LAHORE: The law in Pakistan denies women the right to the same working hours as those of men by not allowing them to work late night, says World Bank’s Women Business and Law 2012 report released recently. It further says that women are barred from working in many industries and that there are no laws or constitutional provisions mandating equal pay for equal work.
The report “Removing Barriers to Economic Inclusion” further points out that there are no laws in Pakistan mandating non discrimination in hiring practices on the basis of gender. It is not illegal to ask a prospective employee about martial status during a job interview. Employees with minor children do not have any additional rights to flexible or part time work schedule, it adds. Even the payments made by working mothers for childcare are not tax free, it points out.

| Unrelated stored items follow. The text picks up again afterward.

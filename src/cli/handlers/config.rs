//! Saved configuration management handler

use super::super::commands::ConfigAction;
use super::super::flags::parse_vars;
use super::super::output::TextRender;
use super::super::CliContext;
use super::Done;
use crate::config::profiles::ProfileSummary;
use crate::config::GenerationProfile;
use crate::errors::ErrorContextExt;
use anyhow::Result;
use serde::Serialize;
use std::fs;

pub struct ConfigHandler<'a> {
    context: &'a CliContext,
}

#[derive(Debug, Serialize)]
#[serde(transparent)]
struct ProfileList(Vec<ProfileSummary>);

impl TextRender for ProfileList {
    fn render_text(&self) -> String {
        if self.0.is_empty() {
            return "No saved configurations".to_string();
        }
        let width = self.0.iter().map(|p| p.name.len()).max().unwrap_or(0);
        self.0
            .iter()
            .map(|p| {
                format!(
                    "{:<width$}  {:<8}  {}",
                    p.name,
                    p.template,
                    p.created_at.format("%Y-%m-%d %H:%M"),
                    width = width
                )
            })
            .collect::<Vec<_>>()
            .join("\n")
    }
}

impl TextRender for GenerationProfile {
    fn render_text(&self) -> String {
        let mut out = format!("name: {}\ntemplate: {}", self.name, self.template);
        let optional = [
            ("description", &self.description),
            ("author", &self.author),
            ("license", &self.license),
        ];
        for (label, value) in optional {
            if let Some(value) = value {
                out.push_str(&format!("\n{}: {}", label, value));
            }
        }
        for (key, value) in &self.variables {
            out.push_str(&format!("\nvar {}={}", key, value));
        }
        out.push_str(&format!("\ncreated: {}", self.created_at.to_rfc3339()));
        out
    }
}

impl<'a> ConfigHandler<'a> {
    pub fn new(context: &'a CliContext) -> Self {
        Self { context }
    }

    pub fn handle(&self, action: ConfigAction) -> Result<()> {
        let store = self.context.config_manager.profiles();
        let printer = &self.context.printer;

        match action {
            ConfigAction::List => printer.print(&ProfileList(store.list()?))?,
            ConfigAction::View { name } => printer.print(&store.load(&name)?)?,
            ConfigAction::Save {
                name,
                template,
                description,
                author,
                license,
                vars,
                force,
            } => {
                let mut profile = GenerationProfile::new(name, template);
                profile.description = description;
                profile.author = author;
                profile.license = license;
                profile.variables = parse_vars(&vars)?;
                let path = store.save(&profile, force)?;
                printer.print(&Done {
                    action: "Saved configuration",
                    name: profile.name,
                    path: Some(path),
                })?;
            }
            ConfigAction::Delete { name, yes } => {
                // Fail on unknown names before asking
                store.load(&name)?;
                let question = format!("Delete saved configuration '{}'?", name);
                if !self.context.confirm(&question, yes)? {
                    printer.info("Aborted");
                    return Ok(());
                }
                store.delete(&name)?;
                printer.print(&Done {
                    action: "Deleted configuration",
                    name,
                    path: None,
                })?;
            }
            ConfigAction::Export { name, output } => {
                let content = store.export(&name)?;
                match output {
                    Some(path) => {
                        fs::write(&path, content).in_file_operation(&path, "write exported configuration")?;
                        printer.print(&Done {
                            action: "Exported configuration",
                            name,
                            path: Some(path),
                        })?;
                    }
                    // Raw TOML so it can be redirected into a file
                    None => print!("{}", content),
                }
            }
            ConfigAction::Import { file, name, force } => {
                let profile = store.import(&file, name.as_deref(), force)?;
                printer.print(&Done {
                    action: "Imported configuration",
                    name: profile.name,
                    path: Some(file),
                })?;
            }
        }
        Ok(())
    }
}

The report states that globally, women represent 49.6 percent of the total population, but they constitute only 40.8 percent of the total workforce in the formal sector. Differences in the way men and women are treated under the law may explain this gap, it adds. Successful lady entrepreneurs of Pakistan admit that the discrimination against fair gender is high, but things are improving.
Kiran Chaudhry, the head of a spinning mill and managing committee member of All Pakistan Textile Mills Association, said there is no gender bias at least in the corporate sector. “My being female helps me as my colleagues in the same business extend full cooperation,” she said. She said the law provides equal access to credit to both genders, but somehow the fair gender is generally denied credit. “The lower education level of women is the main hindrance in this regard,” she said. Highly educated women are as successful entrepreneurs as men, she said.
Women rights activist Sofia Asif said that in all economies, married women face as many or more discrimination than unmarried women. Pakistani women in business still complain of problems that are not faced by men, she said.
President Islamabad Women Chamber of Commerce and Industry Samina Fazil said that domestic work takes away a lot of time and energy of women, which makes it difficult for them to run their business successfully. Women are not treated equally and the system pushes them to the back, she added.
Women as CEOs are still not as common as should be in Pakistan, she said. Even educated women in business were discouraged from contesting election in trade associations, but now there are over 70 female board members in business associations across Pakistan, she said.
The Sahiwal Chamber last year elected its first-ever female president. The vice president of Lahore Chamber of Commerce and Industry is a lady, she added. Naushaba Shakeel, who is associated with a financial association, deplored that women in Pakistan are generally denied permanent contracts, safe work environment, and freedom of association.